Проведенный для 47 стран на основании индекса религиозности Гэллапа (2012 г.) [Global…] и коэффициента Джини (2012 г.) [GINI…] (демонстрирует неравенство в распределении доходов) корреляционный анализ показал наличие умеренной связи между уровнем религиозности и уровнем социального расслоения (коэффициент Пирсона равен 0,44). Необходимо учитывать, что ряд го-сударств в выборке относились к посткоммунистическим государствам, уровень религиозности в которых ниже, что обусловлено длительным господством атеистической идеологии. В связи с отсутствием верифицируемых данных по большинству стран, в которых превалирует исламское население, невозможно выявить корреляционную связь социального неравенства и уровня религиозности исключительно для данных государств. Тем не менее данные исследований и кор-реляционного анализа позволяют говорить о репрезентативности выводов и для указанных стран. Таким образом, уровень религиозности тем выше, чем выше уровень социального неравенства, а также социально-экономического неблагополучия.

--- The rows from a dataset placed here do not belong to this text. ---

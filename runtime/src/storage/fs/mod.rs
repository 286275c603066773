//! Filesystem-backed [crate::Storage].
//!
//! # Format
//!
//! Each partition is a directory below [Config::storage_directory]. Each blob is a regular
//! file inside its partition directory, named by the hex encoding of the blob name:
//!
//! ```text
//! <storage_directory>/
//!     <partition>/
//!         <hex(name)>
//! ```

use crate::Error;
use geoseis_utils::{from_hex, hex};
use std::{
    fs,
    path::{Path, PathBuf},
    sync::{Arc, Mutex},
};
use tracing::debug;

#[cfg(not(unix))]
mod fallback;
#[cfg(unix)]
mod unix;

#[cfg(not(unix))]
pub use fallback::Blob;
#[cfg(unix)]
pub use unix::Blob;

/// Configuration for [Storage].
#[derive(Clone, Debug)]
pub struct Config {
    /// Directory that holds every partition.
    pub storage_directory: PathBuf,
}

impl Config {
    pub fn new(storage_directory: impl Into<PathBuf>) -> Self {
        Self {
            storage_directory: storage_directory.into(),
        }
    }
}

/// Storage rooted at a directory on the local filesystem.
#[derive(Clone)]
pub struct Storage {
    lock: Arc<Mutex<()>>,
    cfg: Config,
}

impl Storage {
    pub fn new(cfg: Config) -> Self {
        Self {
            lock: Arc::new(Mutex::new(())),
            cfg,
        }
    }

    /// Directory backing the given partition.
    pub fn partition_path(&self, partition: &str) -> PathBuf {
        self.cfg.storage_directory.join(partition)
    }
}

/// Syncs a directory so entry creation and deletion are durable.
#[cfg(unix)]
fn sync_dir(path: &Path) -> Result<(), Error> {
    let dir = fs::File::open(path).map_err(|e| {
        Error::BlobOpenFailed(
            path.to_string_lossy().to_string(),
            "directory".to_string(),
            e,
        )
    })?;
    dir.sync_all().map_err(|e| {
        Error::BlobSyncFailed(
            path.to_string_lossy().to_string(),
            "directory".to_string(),
            e,
        )
    })
}

#[cfg(not(unix))]
fn sync_dir(_path: &Path) -> Result<(), Error> {
    Ok(())
}

impl crate::Storage for Storage {
    type Blob = Blob;

    fn open(&self, partition: &str, name: &[u8]) -> Result<(Self::Blob, u64), Error> {
        super::validate_partition_name(partition)?;

        // Acquire the filesystem lock
        let _guard = self.lock.lock().map_err(|_| Error::ReadFailed)?;

        // Create the partition directory, if it does not exist
        let parent = self.partition_path(partition);
        let parent_existed = parent.exists();
        fs::create_dir_all(&parent)
            .map_err(|_| Error::PartitionCreationFailed(partition.into()))?;

        // Open the file, creating it if it doesn't exist
        let path = parent.join(hex(name));
        let file = fs::OpenOptions::new()
            .read(true)
            .write(true)
            .create(true)
            .truncate(false)
            .open(&path)
            .map_err(|e| Error::BlobOpenFailed(partition.into(), hex(name), e))?;
        let len = file.metadata().map_err(|_| Error::ReadFailed)?.len();

        // Make newly created files durable
        if len == 0 {
            file.sync_all()
                .map_err(|e| Error::BlobSyncFailed(partition.into(), hex(name), e))?;
            sync_dir(&parent)?;
            if !parent_existed {
                sync_dir(&self.cfg.storage_directory)?;
            }
        }
        debug!(partition, name = hex(name), len, "opened blob");
        Ok((Blob::new(partition.into(), name, file), len))
    }

    fn remove(&self, partition: &str, name: Option<&[u8]>) -> Result<(), Error> {
        super::validate_partition_name(partition)?;

        // Acquire the filesystem lock
        let _guard = self.lock.lock().map_err(|_| Error::WriteFailed)?;

        let path = self.partition_path(partition);
        if !path.exists() {
            return Err(Error::PartitionMissing(partition.into()));
        }
        match name {
            Some(name) => {
                let blob_path = path.join(hex(name));
                fs::remove_file(&blob_path)
                    .map_err(|_| Error::BlobMissing(partition.into(), hex(name)))?;
                sync_dir(&path)?;
            }
            None => {
                fs::remove_dir_all(&path)
                    .map_err(|_| Error::PartitionMissing(partition.into()))?;
                sync_dir(&self.cfg.storage_directory)?;
            }
        }
        debug!(partition, "removed");
        Ok(())
    }

    fn scan(&self, partition: &str) -> Result<Vec<Vec<u8>>, Error> {
        super::validate_partition_name(partition)?;

        // Acquire the filesystem lock
        let _guard = self.lock.lock().map_err(|_| Error::ReadFailed)?;

        let path = self.partition_path(partition);
        let entries =
            fs::read_dir(&path).map_err(|_| Error::PartitionMissing(partition.into()))?;
        let mut blobs = Vec::new();
        for entry in entries {
            let entry = entry.map_err(|_| Error::ReadFailed)?;
            let file_type = entry.file_type().map_err(|_| Error::ReadFailed)?;
            if !file_type.is_file() {
                continue;
            }
            if let Some(name) = entry.file_name().to_str() {
                let name = from_hex(name).ok_or(Error::PartitionMissing(partition.into()))?;
                blobs.push(name);
            }
        }
        blobs.sort();
        Ok(blobs)
    }
}

#[cfg(test)]
mod tests {
    use super::*;
    use crate::{storage::tests::run_storage_tests, Blob as _, Storage as _};
    use geoseis_macros::test_traced;

    #[test_traced]
    fn test_fs_storage() {
        let dir = tempfile::tempdir().expect("failed to create temp dir");
        run_storage_tests(Storage::new(Config::new(dir.path())));
    }

    #[test_traced]
    fn test_blob_survives_new_storage() {
        // Initialize the storage
        let dir = tempfile::tempdir().expect("failed to create temp dir");
        let storage = Storage::new(Config::new(dir.path()));
        let (blob, _) = storage.open("traces", b"matrix").expect("failed to open");
        blob.write_at(&[1, 2, 3, 4], 0).expect("failed to write");
        blob.sync().expect("failed to sync");
        drop(storage);

        // Open a second storage over the same directory
        let storage = Storage::new(Config::new(dir.path()));
        let (blob, len) = storage.open("traces", b"matrix").expect("failed to open");
        assert_eq!(len, 4);
        let mut buf = [0u8; 4];
        blob.read_at(&mut buf, 0).expect("failed to read");
        assert_eq!(buf, [1, 2, 3, 4]);

        // The blob is stored under its hex name
        assert!(dir.path().join("traces").join(hex(b"matrix")).exists());
    }
}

Кроме того, регион, в котором находятся мусульманские государства, характеризуется многочисленными межгосударственными и межконфессиональными конфликтами. Все это порождает ощущение социальной опасности и напряженности. Так, Р. Инглхарт выделяет такой фактор религиозности, как «экзистенциальная безопасность». Безопасность как отсутствие рисков и опасностей очень важна для самочувствия человека, и, как считает исследователь, отсутствие такой безопасности является ключевым фактором для религиозности. Соответственно, чем выше уровень ощущения гражданином своей безопасности, тем ниже уровень религиозности, тем сильнее разрушаются религиозные ценности, верования и практики. «...Эрозия религиозных ценностей, верований и практик обусловлена длительными изменениями в экзистенциальной безопасности, связанными с человеческим развитием и социоэкономическим равенством», – пишет Р. Инглхарт [Inglehart, Norris 2004]. Жители бедных стран часто оказываются крайне уязвимыми перед непредсказуемыми рисками. По мере развития бедных аграрных экономик до уровня современных индустриальных обществ, а затем и превращения их в более богатые постиндустриальные общества происходит улучшение основных условий человеческой безопасности. Именно состоянием в сфере личной безопасности, понимаемой в широком смысле, Инглхарт объясняет современные различия в религиозности разных обществ. Соответственно, в длительной перспективе в результате процесса человеческого развития (который должен усиливать ощущение экзистенциальной безопасности) значимость религии в человеческой жизни будет постепенно уменьшаться [Ibid.].
Исследование, проведенное Институтом Гэллапа в 2008 г., подтвердило гипотезу Р. Инглхарта. Опросы Института Гэллапа в 32 странах со среднегодовым доходом до 2000 долларов показали, что религиозность в жизни населения данных государств является значимым фактором социального самочувствия. Так, респонденты, которые говорили о том, что религия играет важную роль в их жизни,
с большей вероятностью испытывали позитивные чувства (радость, удовольствие) и более позитивно оценивали вчерашний и завтрашний день, чем те, кто не придавал религии важного значения. В странах с доходом выше 25 000 долларов
в год подобная разница оказалась минимальна. Более того, о важности религии в жизни в экономически развитых странах заявило всего 44 % респондентов, в то время как в экономически неблагополучных – 92 % [Crabtree, Pelham].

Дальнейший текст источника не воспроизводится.